Input for this task:

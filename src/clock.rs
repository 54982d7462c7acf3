use chrono::{NaiveTime, Timelike};

/// 0時からの経過秒数を返す。
pub fn seconds_since_midnight(time: &NaiveTime) -> i64 {
    i64::from(time.hour()) * 3600 + i64::from(time.minute()) * 60 + i64::from(time.second())
}

/// 2つの時刻の間隔を秒で返す。
///
/// `end`が`start`より前の場合は負の値になる。
///
/// # Arguments
///
/// * `start` - 開始時刻
/// * `end` - 終了時刻
pub fn interval(start: &NaiveTime, end: &NaiveTime) -> i64 {
    seconds_since_midnight(end) - seconds_since_midnight(start)
}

Task to carry out:
For this task, copy exactly the line with "i64::from(time.hour()) * 3600" and the lines that come after it, stopping at the end of the material above.

Answer area:
    i64::from(time.hour()) * 3600 + i64::from(time.minute()) * 60 + i64::from(time.second())
}

/// 2つの時刻の間隔を秒で返す。
///
/// `end`が`start`より前の場合は負の値になる。
///
/// # Arguments
///
/// * `start` - 開始時刻
/// * `end` - 終了時刻
pub fn interval(start: &NaiveTime, end: &NaiveTime) -> i64 {
    seconds_since_midnight(end) - seconds_since_midnight(start)
}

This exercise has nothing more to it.